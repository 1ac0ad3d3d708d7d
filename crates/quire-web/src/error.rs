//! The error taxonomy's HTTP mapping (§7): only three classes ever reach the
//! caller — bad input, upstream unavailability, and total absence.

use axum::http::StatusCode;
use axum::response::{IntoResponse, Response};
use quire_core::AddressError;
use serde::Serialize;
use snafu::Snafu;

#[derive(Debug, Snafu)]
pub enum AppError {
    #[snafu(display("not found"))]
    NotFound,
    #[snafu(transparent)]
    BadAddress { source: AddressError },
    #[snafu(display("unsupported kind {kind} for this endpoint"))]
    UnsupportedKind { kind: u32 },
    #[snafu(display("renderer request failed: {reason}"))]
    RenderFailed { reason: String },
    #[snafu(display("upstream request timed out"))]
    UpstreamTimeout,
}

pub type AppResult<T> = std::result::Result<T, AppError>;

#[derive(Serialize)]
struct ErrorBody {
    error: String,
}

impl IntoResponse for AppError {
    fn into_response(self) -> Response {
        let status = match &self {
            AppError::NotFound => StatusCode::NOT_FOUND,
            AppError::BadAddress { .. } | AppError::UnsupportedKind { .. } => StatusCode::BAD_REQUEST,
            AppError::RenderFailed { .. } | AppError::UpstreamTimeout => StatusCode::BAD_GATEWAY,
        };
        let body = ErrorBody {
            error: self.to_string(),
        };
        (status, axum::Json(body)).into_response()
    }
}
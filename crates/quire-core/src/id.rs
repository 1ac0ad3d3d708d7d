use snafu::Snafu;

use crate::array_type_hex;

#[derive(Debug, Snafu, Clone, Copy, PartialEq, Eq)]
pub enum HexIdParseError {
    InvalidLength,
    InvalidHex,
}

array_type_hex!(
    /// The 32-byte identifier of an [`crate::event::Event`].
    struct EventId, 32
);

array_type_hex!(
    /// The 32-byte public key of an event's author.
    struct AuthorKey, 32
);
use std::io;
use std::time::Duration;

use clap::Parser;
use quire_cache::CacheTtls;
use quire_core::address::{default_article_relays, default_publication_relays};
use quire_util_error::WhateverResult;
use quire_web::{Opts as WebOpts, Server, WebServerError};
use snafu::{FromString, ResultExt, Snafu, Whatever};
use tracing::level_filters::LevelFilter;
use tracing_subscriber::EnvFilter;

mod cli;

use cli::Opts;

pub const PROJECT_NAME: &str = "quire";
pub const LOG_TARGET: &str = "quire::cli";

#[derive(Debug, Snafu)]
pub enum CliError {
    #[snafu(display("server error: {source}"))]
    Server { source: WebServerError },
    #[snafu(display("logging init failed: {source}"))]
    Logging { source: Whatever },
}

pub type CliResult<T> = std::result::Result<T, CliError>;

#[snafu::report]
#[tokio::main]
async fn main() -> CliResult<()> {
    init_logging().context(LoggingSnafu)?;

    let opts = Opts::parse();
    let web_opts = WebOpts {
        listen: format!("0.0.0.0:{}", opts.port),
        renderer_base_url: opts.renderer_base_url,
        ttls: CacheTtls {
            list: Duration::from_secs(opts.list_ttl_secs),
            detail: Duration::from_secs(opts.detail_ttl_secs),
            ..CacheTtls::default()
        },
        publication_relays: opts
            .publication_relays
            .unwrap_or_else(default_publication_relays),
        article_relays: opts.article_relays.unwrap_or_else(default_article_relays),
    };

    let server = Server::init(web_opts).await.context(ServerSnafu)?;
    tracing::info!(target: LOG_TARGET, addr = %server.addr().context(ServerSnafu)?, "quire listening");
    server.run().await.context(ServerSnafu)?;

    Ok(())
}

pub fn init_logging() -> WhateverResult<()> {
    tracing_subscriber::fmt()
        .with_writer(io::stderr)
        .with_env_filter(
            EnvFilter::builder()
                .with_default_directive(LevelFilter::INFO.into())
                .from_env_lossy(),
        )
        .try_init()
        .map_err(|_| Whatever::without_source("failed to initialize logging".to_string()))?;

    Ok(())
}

----

▶ [PROMPT]:
Nothing may be omitted. Restate all of the entries exactly.

▶ [OUTPUT OF THE TASK]:
repository 1ac0ad3d3d708d7d
filename crates/quire-web/src/error.rs
//! The error taxonomy's HTTP mapping (§7): only three classes ever reach the
//! caller — bad input, upstream unavailability, and total absence.

use axum::http::StatusCode;
use axum::response::{IntoResponse, Response};
use quire_core::AddressError;
use serde::Serialize;
use snafu::Snafu;

#[derive(Debug, Snafu)]
pub enum AppError {
    #[snafu(display("not found"))]
    NotFound,
    #[snafu(transparent)]
    BadAddress { source: AddressError },
    #[snafu(display("unsupported kind {kind} for this endpoint"))]
    UnsupportedKind { kind: u32 },
    #[snafu(display("renderer request failed: {reason}"))]
    RenderFailed { reason: String },
    #[snafu(display("upstream request timed out"))]
    UpstreamTimeout,
}

pub type AppResult<T> = std::result::Result<T, AppError>;

#[derive(Serialize)]
struct ErrorBody {
    error: String,
}

impl IntoResponse for AppError {
    fn into_response(self) -> Response {
        let status = match &self {
            AppError::NotFound => StatusCode::NOT_FOUND,
            AppError::BadAddress { .. } | AppError::UnsupportedKind { .. } => StatusCode::BAD_REQUEST,
            AppError::RenderFailed { .. } | AppError::UpstreamTimeout => StatusCode::BAD_GATEWAY,
        };
        let body = ErrorBody {
            error: self.to_string(),
        };
        (status, axum::Json(body)).into_response()
    }
}
filename crates/quire-core/src/id.rs
repository 1ac0ad3d3d708d7d
use snafu::Snafu;

use crate::array_type_hex;

#[derive(Debug, Snafu, Clone, Copy, PartialEq, Eq)]
pub enum HexIdParseError {
    InvalidLength,
    InvalidHex,
}

array_type_hex!(
    /// The 32-byte identifier of an [`crate::event::Event`].
    struct EventId, 32
);

array_type_hex!(
    /// The 32-byte public key of an event's author.
    struct AuthorKey, 32
);
use std::io;
use std::time::Duration;

use clap::Parser;
use quire_cache::CacheTtls;
use quire_core::address::{default_article_relays, default_publication_relays};
use quire_util_error::WhateverResult;
use quire_web::{Opts as WebOpts, Server, WebServerError};
use snafu::{FromString, ResultExt, Snafu, Whatever};
use tracing::level_filters::LevelFilter;
use tracing_subscriber::EnvFilter;

mod cli;

use cli::Opts;

pub const PROJECT_NAME: &str = "quire";
pub const LOG_TARGET: &str = "quire::cli";

#[derive(Debug, Snafu)]
pub enum CliError {
    #[snafu(display("server error: {source}"))]
    Server { source: WebServerError },
    #[snafu(display("logging init failed: {source}"))]
    Logging { source: Whatever },
}

pub type CliResult<T> = std::result::Result<T, CliError>;

#[snafu::report]
#[tokio::main]
async fn main() -> CliResult<()> {
    init_logging().context(LoggingSnafu)?;

    let opts = Opts::parse();
    let web_opts = WebOpts {
        listen: format!("0.0.0.0:{}", opts.port),
        renderer_base_url: opts.renderer_base_url,
        ttls: CacheTtls {
            list: Duration::from_secs(opts.list_ttl_secs),
            detail: Duration::from_secs(opts.detail_ttl_secs),
            ..CacheTtls::default()
        },
        publication_relays: opts
            .publication_relays
            .unwrap_or_else(default_publication_relays),
        article_relays: opts.article_relays.unwrap_or_else(default_article_relays),
    };

    let server = Server::init(web_opts).await.context(ServerSnafu)?;
    tracing::info!(target: LOG_TARGET, addr = %server.addr().context(ServerSnafu)?, "quire listening");
    server.run().await.context(ServerSnafu)?;

    Ok(())
}

pub fn init_logging() -> WhateverResult<()> {
    tracing_subscriber::fmt()
        .with_writer(io::stderr)
        .with_env_filter(
            EnvFilter::builder()
                .with_default_directive(LevelFilter::INFO.into())
                .from_env_lossy(),
        )
        .try_init()
        .map_err(|_| Whatever::without_source("failed to initialize logging".to_string()))?;

    Ok(())
}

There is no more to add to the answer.